La voz del demonio y el resplandor del amor
Un ensayo íntimo sobre las voces internas, la sombra en los vínculos y el arte de amar con conciencia.
Los últimos días he caminado con mis demonios. No como quien huye, sino como quien decide mirarlos de frente. Hay una voz interna —ácida, insistente, filosa— que se atreve a contarme historias oscuras. Relatos tejidos con los hilos del miedo, la sospecha, la manipulación y la traición. Me habla con familiaridad, como si conociera mis grietas mejor que yo. Me muestra escenas que duelen, palabras que queman, recuerdos que pensé enterrados.
He dudado. Me he preguntado si soy yo esa voz… o si simplemente la he alimentado durante demasiado tiempo.
¿Y cuál será la lección escondida?
Como suele ocurrir en los ciclos más alquímicos de la vida, una lectura de cartas llegó como espejo. Una pieza simbólica colocada con precisión en medio del caos. El mensaje era claro y, sin embargo, difícil de digerir: el conflicto no venía solo del dolor… venía de la falta de integración. Dos fuerzas que no se tocaban, que se evitaban en mí: la energía Yang —acción, decisión, firmeza— y la energía femenina que ha crecido en mí desde la sororidad: apertura, contención, ternura.
Nunca imaginé que la herida más profunda podría venir de allí, de ese desajuste interno entre querer cuidar y querer defenderme. Entre abrir el corazón y protegerme con garras. Entre confiar y controlar.
La revelación fue brutal: había aprendido a desconfiar incluso del amor. Había confundido la protección con el aislamiento. Había abrazado el arquetipo de la hermana, pero olvidado poner límites cuando el amor propio lo exigía.
Y ahí estaba la clave: el amor no se trata solo de dulzura. También es espada que corta lo que no es verdadero. También es fuerza que sostiene sin encubrir la mentira. También es fuego que transforma el vínculo sin miedo a perderlo.
La energía Yang de la sororidad no es dominación. Es discernimiento. Es la capacidad de mirar a las otras —y a una misma— con radical honestidad. De decir la verdad, aunque duela. De detener el ciclo de la herida heredada. De recuperar la voz sin silenciar la del otro.
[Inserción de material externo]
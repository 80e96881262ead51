//! Two-axis galvo mirror controller
//!
//! This module converts logical scan targets into calibrated PWM duty
//! cycles and sends them to the controller over a serial link.

pub mod calibration;
pub mod feedback;
pub mod link;
pub mod voltage;

pub use calibration::{
    format_duty_cycle, round_duty_cycle, CalibrationError, CalibrationResult, CalibrationSample,
    CalibrationTable, DUTY_CYCLE_COLUMN, VOLTAGE_COLUMN,
};
pub use feedback::{feedback_voltage, quantum_level, DEFAULT_FEEDBACK_GAIN};
pub use link::{
    encode_command, MirrorDriver, MirrorError, MirrorLink, MirrorPort, MirrorResult,
    DEFAULT_BAUD_RATE,
};
pub use voltage::{
    angle_to_voltage, center, coordinate_to_voltage, uncenter, RangeError, VoltageCodec,
    DEFAULT_ANGLE_SCALE, DEFAULT_CENTER_OFFSET_V, DEFAULT_MAX_DRIVE_V,
};
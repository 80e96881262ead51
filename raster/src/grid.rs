//! Raster grid generation.

use serde::{Deserialize, Serialize};

/// Sample position in microns.
#[derive(Debug, Clone, Copy, PartialEq, Serialize, Deserialize)]
pub struct Coordinate {
    /// X position (µm)
    pub x: f64,
    /// Y position (µm)
    pub y: f64,
}

/// Positions `start, start + step, ...` strictly below `stop`.
///
/// Positions are computed as `start + i * step` rather than accumulated, so
/// rounding error does not grow along the axis. Returns an empty vector if
/// `step` is not positive or `stop <= start`.
pub fn axis_positions(start: f64, stop: f64, step: f64) -> Vec<f64> {
    let span = (stop - start) / step;
    if step <= 0.0 || !span.is_finite() || span <= 0.0 {
        return Vec::new();
    }
    (0..span.ceil() as usize)
        .map(|i| start + i as f64 * step)
        .collect()
}

/// The ordered set of positions a scan visits.
///
/// Points are visited x-major: for each X position every Y position in turn.
/// Matrix row `i` therefore holds X position `xs[i]` and column `j` holds
/// `ys[j]`.
#[derive(Debug, Clone, PartialEq)]
pub struct RasterGrid {
    xs: Vec<f64>,
    ys: Vec<f64>,
}

/// One visit of the raster.
#[derive(Debug, Clone, Copy, PartialEq)]
pub struct GridPoint {
    /// Row (X index)
    pub i: usize,
    /// Column (Y index)
    pub j: usize,
    /// Position in microns
    pub coordinate: Coordinate,
}

impl RasterGrid {
    /// Build a grid from explicit axis positions.
    pub fn new(xs: Vec<f64>, ys: Vec<f64>) -> Self {
        Self { xs, ys }
    }

    /// X positions (row labels).
    pub fn xs(&self) -> &[f64] {
        &self.xs
    }

    /// Y positions (column labels).
    pub fn ys(&self) -> &[f64] {
        &self.ys
    }

    /// `(len(xs), len(ys))`
    pub fn shape(&self) -> (usize, usize) {
        (self.xs.len(), self.ys.len())
    }

    /// Total number of points.
    pub fn len(&self) -> usize {
        self.xs.len() * self.ys.len()
    }

    /// True if either axis is empty.
    pub fn is_empty(&self) -> bool {
        self.len() == 0
    }

    /// Coordinate of cell `(i, j)`.
    pub fn coordinate(&self, i: usize, j: usize) -> Option<Coordinate> {
        Some(Coordinate {
            x: *self.xs.get(i)?,
            y: *self.ys.get(j)?,
        })
    }

    /// Extreme positions of the grid.
    pub fn corners(&self) -> Vec<(f64, f64)> {
        let ends = |v: &[f64]| match (v.first(), v.last()) {
            (Some(&a), Some(&b)) => vec![a, b],
            _ => Vec::new(),
        };
        let xs = ends(&self.xs);
        let ys = ends(&self.ys);
        xs.iter()
            .flat_map(|&x| ys.iter().map(move |&y| (x, y)))
            .collect()
    }

    /// Points in visiting order.
    pub fn points(&self) -> impl Iterator<Item = GridPoint> + '_ {
        self.xs.iter().enumerate().flat_map(move |(i, &x)| {
            self.ys.iter().enumerate().map(move |(j, &y)| GridPoint {
                i,
                j,
                coordinate: Coordinate { x, y },
            })
        })
    }
}
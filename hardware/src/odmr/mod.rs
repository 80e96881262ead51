//! ODMR board photon counter
//!
//! This module provides the protobuf wire messages and a blocking TCP client
//! for the board's start, wait, poll counting cycle.

pub mod client;
pub mod messages;

pub use client::{
    AcquisitionClient, AcquisitionError, ClientSettings, OdmrResult, PhotonCounter, SessionState,
    DEFAULT_ODMR_ADDR,
};
pub use messages::{
    poll_message, AcquisitionMode, AcquisitionRequest, AcquisitionResult, OdmrMsg,
    RequestSettings, TxChannel, DEFAULT_SPAN_HZ, DEFAULT_START_HZ, DEFAULT_STEP_HZ,
};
El amor, entonces, se convierte en alquimia. Porque reintegra. Porque nombra lo que estaba escondido. Porque no se deja secuestrar por los demonios, pero tampoco los niega. Los honra como mensajeros. Los transforma en medicina.
Hoy no busco callar la voz interna que me narra sus miedos. La escucho. La abrazo. Y después, la miro desde el corazón. Le digo: ya no tengo que creer todo lo que me cuentas. Puedo elegir una nueva historia. Una donde la sororidad también incluya el coraje. Donde el amor no me ponga de rodillas, sino que me levante.
Porque al final, cada demonio ha venido a recordarme que mi alma no teme a la oscuridad. Ha venido a aprender a encender su propia luz.
Nota del Alquimista
He observado cómo, una y otra vez, nos vinculamos desde patrones que poco tienen que ver con el amor, aunque los vistamos con sus ropajes. Relaciones nacidas del miedo a estar solas, del deber malentendido como compromiso, de la necesidad disfrazada de entrega o de la soberbia de creer que sabemos lo que es mejor para el otro.
Nos decimos que amamos, pero a veces lo que hacemos es necesitar. Sostenemos lazos por lealtad al pasado, por nostalgia de una versión antigua de nosotras mismas, o por el deseo inconsciente de sanar una herida que no supimos cerrar.
Y sin embargo… incluso allí, en medio de la distorsión, puede asomar la belleza. A veces, en los fragmentos más rotos, la mirada amorosa encuentra su mejor luz. Porque ver al otro con amor —aunque solo sea por un instante verdadero— revela lo esencial que hay debajo de los roles, de las máscaras, de las heridas.
No todas las relaciones están destinadas a perdurar, pero todas traen un espejo. Y en ese reflejo podemos elegir: seguir interpretando el amor desde el miedo… o comenzar a practicarlo como un acto de presencia, claridad y libertad.
Reaprender el amor es una obra alquímica. No se trata de hacerlo perfecto. Se trata de hacerlo consciente.